Dataset content
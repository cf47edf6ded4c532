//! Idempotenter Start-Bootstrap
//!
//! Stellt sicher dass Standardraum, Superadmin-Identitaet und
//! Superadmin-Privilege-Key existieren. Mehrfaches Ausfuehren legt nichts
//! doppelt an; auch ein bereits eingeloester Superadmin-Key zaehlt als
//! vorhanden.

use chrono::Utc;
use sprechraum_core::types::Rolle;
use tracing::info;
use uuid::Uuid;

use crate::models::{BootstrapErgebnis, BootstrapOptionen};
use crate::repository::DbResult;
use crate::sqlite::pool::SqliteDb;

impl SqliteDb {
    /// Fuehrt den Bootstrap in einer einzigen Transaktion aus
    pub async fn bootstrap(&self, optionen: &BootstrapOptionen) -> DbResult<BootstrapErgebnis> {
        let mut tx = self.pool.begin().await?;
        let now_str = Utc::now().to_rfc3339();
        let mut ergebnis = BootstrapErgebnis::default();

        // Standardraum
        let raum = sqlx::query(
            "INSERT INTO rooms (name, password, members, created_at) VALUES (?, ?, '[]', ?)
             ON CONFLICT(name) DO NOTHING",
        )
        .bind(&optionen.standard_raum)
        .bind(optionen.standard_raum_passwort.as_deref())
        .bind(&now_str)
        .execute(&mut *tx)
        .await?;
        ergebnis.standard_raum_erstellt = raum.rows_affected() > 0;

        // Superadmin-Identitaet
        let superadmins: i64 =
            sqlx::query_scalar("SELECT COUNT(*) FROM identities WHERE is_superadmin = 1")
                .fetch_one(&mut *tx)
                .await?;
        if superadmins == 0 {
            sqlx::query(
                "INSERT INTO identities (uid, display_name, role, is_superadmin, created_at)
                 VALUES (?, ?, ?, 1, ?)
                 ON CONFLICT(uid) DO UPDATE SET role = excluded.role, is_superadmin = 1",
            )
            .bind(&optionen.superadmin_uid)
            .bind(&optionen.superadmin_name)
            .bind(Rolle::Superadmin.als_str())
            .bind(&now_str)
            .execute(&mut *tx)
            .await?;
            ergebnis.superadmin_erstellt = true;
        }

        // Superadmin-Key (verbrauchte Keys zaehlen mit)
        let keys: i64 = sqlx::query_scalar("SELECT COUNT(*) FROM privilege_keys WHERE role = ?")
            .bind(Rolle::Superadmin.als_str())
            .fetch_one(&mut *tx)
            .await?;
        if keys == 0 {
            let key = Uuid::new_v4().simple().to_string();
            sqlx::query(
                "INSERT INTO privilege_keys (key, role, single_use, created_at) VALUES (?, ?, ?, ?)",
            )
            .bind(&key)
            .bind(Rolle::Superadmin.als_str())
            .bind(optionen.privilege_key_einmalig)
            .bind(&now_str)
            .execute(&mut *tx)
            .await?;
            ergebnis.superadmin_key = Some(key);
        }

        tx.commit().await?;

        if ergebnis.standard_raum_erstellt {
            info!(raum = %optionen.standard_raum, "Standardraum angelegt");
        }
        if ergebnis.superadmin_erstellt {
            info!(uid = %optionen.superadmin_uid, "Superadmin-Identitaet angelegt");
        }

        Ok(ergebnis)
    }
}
--
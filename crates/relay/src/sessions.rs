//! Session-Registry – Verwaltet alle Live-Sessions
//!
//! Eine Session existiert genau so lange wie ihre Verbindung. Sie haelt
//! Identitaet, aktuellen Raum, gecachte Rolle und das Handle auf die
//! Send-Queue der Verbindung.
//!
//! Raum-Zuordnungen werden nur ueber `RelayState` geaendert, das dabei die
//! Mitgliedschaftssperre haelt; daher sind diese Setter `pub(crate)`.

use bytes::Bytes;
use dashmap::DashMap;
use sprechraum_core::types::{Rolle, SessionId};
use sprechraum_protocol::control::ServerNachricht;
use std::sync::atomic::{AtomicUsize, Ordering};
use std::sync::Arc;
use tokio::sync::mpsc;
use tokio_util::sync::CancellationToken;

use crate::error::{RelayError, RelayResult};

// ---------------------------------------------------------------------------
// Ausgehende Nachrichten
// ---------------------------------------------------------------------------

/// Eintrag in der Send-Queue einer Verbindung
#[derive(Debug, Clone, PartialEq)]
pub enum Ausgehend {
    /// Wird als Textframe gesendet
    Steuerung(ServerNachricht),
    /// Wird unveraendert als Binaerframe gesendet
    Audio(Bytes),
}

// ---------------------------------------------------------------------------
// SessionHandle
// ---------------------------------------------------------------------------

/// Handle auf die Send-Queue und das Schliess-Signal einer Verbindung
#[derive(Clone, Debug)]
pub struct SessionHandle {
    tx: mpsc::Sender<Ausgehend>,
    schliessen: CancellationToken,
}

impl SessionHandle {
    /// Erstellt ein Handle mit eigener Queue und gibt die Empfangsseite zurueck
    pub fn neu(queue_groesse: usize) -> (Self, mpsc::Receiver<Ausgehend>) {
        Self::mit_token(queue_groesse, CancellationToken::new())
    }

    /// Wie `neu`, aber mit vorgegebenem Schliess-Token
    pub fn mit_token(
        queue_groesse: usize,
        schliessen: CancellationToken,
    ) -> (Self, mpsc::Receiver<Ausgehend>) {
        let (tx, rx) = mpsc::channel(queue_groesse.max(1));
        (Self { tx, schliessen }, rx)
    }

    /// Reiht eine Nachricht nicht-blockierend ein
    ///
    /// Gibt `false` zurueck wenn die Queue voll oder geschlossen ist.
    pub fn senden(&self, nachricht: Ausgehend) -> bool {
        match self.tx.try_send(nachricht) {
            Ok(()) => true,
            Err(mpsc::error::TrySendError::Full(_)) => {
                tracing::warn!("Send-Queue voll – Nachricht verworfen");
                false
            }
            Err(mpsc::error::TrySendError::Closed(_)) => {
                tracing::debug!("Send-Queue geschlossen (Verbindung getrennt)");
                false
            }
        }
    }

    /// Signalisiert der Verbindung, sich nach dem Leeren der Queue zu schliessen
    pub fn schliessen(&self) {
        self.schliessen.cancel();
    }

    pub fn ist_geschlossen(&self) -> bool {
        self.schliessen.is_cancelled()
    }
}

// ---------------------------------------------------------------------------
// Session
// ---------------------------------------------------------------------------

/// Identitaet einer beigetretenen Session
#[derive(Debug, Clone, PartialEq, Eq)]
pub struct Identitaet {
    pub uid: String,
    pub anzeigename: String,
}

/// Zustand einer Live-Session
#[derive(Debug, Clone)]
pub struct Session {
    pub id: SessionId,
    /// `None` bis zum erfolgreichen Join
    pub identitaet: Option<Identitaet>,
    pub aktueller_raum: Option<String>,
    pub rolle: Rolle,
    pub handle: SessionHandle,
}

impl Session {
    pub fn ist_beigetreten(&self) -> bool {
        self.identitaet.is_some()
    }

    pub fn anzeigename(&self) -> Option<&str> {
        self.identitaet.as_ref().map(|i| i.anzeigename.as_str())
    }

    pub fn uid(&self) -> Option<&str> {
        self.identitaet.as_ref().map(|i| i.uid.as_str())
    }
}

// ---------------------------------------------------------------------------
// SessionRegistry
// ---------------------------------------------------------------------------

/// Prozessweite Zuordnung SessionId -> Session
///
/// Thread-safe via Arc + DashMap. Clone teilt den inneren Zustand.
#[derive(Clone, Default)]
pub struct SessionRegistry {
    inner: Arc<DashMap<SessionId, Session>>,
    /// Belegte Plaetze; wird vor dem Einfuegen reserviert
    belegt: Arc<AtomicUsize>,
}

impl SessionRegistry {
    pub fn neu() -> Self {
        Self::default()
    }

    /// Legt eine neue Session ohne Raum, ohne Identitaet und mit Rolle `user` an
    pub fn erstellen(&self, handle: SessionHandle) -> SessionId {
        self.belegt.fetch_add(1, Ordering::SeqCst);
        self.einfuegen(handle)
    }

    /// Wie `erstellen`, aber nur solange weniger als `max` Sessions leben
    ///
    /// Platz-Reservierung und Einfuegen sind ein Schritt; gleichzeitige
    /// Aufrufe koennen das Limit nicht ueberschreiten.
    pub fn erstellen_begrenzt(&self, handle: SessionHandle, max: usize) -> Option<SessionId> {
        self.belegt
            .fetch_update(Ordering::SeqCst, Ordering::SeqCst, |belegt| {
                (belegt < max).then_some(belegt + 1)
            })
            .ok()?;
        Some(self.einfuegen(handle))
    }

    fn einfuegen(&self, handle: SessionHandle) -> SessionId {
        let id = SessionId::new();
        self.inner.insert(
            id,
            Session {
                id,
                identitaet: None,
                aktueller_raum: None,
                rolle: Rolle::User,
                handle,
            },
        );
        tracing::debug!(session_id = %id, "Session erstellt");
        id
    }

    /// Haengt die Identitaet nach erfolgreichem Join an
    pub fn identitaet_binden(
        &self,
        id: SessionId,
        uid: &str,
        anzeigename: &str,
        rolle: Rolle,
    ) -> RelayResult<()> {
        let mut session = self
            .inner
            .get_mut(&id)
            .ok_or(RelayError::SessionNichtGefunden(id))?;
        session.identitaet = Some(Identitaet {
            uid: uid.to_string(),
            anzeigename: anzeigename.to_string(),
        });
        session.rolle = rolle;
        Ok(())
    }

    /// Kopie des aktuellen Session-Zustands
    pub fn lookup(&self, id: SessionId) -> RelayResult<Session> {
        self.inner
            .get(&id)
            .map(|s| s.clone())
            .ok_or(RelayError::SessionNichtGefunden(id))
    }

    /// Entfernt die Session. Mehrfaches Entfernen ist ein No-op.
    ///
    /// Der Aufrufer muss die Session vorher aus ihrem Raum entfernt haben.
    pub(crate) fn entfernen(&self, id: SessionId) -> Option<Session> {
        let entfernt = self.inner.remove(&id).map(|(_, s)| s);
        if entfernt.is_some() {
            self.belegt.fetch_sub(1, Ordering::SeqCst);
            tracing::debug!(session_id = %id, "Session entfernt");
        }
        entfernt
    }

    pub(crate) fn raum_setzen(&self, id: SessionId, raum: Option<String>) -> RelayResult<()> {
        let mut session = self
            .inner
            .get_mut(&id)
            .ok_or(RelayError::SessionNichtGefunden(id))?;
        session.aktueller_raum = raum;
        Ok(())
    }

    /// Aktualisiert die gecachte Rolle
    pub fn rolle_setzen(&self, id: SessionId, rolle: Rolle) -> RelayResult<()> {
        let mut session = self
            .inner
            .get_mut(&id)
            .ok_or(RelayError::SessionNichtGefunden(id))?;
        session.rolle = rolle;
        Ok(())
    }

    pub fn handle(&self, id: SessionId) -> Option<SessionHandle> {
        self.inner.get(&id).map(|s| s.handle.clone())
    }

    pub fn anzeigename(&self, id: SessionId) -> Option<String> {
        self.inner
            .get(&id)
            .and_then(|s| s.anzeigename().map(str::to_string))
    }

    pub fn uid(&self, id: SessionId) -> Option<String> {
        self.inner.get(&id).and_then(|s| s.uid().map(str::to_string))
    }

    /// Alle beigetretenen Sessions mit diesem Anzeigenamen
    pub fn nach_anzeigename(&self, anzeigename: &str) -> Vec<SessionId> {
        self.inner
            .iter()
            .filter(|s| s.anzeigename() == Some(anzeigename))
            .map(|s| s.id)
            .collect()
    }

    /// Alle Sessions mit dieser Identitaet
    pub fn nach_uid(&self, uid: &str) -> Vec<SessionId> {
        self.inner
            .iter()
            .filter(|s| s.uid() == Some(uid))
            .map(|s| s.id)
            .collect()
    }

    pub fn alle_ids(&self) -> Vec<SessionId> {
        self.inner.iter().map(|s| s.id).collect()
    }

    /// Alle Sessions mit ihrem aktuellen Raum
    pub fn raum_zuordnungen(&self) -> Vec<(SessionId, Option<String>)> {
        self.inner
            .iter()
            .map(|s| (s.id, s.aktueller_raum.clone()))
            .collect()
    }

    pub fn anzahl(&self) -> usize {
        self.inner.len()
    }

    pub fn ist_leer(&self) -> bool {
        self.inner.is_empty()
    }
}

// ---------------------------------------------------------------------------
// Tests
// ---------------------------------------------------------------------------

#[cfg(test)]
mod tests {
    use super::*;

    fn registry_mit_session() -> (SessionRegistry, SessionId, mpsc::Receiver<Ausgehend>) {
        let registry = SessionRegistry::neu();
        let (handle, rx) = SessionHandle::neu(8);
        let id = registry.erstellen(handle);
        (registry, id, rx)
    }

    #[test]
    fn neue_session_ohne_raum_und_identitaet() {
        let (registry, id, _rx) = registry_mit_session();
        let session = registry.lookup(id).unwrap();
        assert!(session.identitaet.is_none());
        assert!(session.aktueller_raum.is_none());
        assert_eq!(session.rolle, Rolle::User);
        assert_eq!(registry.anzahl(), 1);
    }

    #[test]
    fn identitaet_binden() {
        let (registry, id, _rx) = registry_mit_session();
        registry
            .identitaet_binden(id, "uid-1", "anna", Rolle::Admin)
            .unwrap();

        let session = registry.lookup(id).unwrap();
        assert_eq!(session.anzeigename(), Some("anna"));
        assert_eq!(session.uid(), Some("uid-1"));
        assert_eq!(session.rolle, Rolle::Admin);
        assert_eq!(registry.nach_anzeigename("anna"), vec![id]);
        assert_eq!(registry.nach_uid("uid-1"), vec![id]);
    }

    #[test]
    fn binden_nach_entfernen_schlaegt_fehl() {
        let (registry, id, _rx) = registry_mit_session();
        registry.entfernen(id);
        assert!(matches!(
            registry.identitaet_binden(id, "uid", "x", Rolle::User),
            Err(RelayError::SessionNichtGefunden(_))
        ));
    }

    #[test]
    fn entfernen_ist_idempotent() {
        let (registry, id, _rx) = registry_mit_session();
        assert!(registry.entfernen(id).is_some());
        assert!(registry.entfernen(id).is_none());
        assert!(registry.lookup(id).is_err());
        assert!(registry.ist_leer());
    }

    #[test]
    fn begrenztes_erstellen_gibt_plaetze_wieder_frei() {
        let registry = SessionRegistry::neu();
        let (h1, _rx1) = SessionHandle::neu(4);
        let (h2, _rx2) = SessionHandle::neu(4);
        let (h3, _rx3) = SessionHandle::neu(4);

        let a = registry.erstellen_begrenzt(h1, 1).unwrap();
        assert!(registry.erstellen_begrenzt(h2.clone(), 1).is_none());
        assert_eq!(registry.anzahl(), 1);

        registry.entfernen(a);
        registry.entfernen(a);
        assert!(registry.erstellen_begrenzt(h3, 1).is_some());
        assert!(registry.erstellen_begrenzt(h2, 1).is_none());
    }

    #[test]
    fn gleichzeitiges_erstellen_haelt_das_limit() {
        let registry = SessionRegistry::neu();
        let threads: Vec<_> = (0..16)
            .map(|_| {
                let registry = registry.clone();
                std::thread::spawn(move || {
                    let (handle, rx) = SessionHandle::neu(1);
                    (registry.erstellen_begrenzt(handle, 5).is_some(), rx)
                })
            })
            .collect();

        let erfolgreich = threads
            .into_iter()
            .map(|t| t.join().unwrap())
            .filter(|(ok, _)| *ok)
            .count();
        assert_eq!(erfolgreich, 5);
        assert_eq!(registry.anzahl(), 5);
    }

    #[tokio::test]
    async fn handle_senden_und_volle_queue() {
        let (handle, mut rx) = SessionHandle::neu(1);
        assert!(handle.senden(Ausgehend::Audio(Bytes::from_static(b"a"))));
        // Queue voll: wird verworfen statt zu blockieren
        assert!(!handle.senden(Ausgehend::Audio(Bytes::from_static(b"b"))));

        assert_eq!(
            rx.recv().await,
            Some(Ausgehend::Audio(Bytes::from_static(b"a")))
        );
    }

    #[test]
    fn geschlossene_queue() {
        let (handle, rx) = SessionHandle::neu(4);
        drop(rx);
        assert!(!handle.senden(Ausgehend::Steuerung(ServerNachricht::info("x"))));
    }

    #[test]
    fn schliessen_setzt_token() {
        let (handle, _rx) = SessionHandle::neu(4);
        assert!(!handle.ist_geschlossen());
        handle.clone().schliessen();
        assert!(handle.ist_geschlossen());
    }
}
...
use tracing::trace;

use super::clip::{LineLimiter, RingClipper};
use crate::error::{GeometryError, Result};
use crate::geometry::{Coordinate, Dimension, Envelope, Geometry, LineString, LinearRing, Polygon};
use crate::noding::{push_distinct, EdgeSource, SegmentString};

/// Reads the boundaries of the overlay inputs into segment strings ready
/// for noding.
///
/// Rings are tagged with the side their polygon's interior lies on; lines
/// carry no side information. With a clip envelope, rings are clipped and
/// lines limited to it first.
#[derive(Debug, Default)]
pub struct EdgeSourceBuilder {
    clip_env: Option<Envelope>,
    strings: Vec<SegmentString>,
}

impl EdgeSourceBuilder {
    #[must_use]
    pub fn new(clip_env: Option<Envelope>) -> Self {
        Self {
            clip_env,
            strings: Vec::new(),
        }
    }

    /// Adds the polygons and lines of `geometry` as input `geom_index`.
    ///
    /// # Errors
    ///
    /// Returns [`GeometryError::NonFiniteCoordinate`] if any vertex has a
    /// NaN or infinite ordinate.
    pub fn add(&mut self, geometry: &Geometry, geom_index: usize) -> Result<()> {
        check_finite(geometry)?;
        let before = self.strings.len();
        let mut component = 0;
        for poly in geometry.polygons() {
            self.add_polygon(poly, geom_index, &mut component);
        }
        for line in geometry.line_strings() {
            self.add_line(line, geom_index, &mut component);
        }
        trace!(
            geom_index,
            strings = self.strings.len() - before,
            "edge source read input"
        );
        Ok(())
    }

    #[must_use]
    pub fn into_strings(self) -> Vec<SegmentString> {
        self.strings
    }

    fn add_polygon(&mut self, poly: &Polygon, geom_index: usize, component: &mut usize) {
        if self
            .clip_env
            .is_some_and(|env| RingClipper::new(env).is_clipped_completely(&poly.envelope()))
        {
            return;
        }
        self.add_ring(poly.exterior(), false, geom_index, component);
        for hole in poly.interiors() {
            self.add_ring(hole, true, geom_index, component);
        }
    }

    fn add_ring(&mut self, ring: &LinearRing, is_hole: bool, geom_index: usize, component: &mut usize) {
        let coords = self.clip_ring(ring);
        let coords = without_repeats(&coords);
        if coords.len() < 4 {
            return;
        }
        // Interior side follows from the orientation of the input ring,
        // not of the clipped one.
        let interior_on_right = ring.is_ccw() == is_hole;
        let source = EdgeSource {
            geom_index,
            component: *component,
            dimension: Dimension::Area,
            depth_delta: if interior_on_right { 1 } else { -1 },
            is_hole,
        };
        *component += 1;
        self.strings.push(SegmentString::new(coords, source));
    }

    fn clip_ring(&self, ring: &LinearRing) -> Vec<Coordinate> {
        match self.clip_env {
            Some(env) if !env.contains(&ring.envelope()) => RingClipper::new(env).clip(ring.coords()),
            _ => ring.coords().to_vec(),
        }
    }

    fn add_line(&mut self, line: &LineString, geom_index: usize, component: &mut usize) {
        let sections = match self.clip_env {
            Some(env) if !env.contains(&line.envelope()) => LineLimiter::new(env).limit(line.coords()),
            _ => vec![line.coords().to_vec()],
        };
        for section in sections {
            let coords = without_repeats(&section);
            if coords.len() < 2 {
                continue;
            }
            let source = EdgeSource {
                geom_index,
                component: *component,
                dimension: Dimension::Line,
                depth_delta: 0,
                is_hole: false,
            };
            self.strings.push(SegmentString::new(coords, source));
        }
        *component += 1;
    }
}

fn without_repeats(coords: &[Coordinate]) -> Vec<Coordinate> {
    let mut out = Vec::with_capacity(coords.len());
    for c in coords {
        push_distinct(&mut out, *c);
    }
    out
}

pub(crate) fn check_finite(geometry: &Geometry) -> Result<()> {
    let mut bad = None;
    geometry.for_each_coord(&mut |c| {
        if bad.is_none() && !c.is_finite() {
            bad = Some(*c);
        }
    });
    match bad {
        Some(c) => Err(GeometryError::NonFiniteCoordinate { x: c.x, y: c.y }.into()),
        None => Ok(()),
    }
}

Problem
Tally the lines of the listing above that contain the word "Audio" and state the result as a bare number.

Response area
4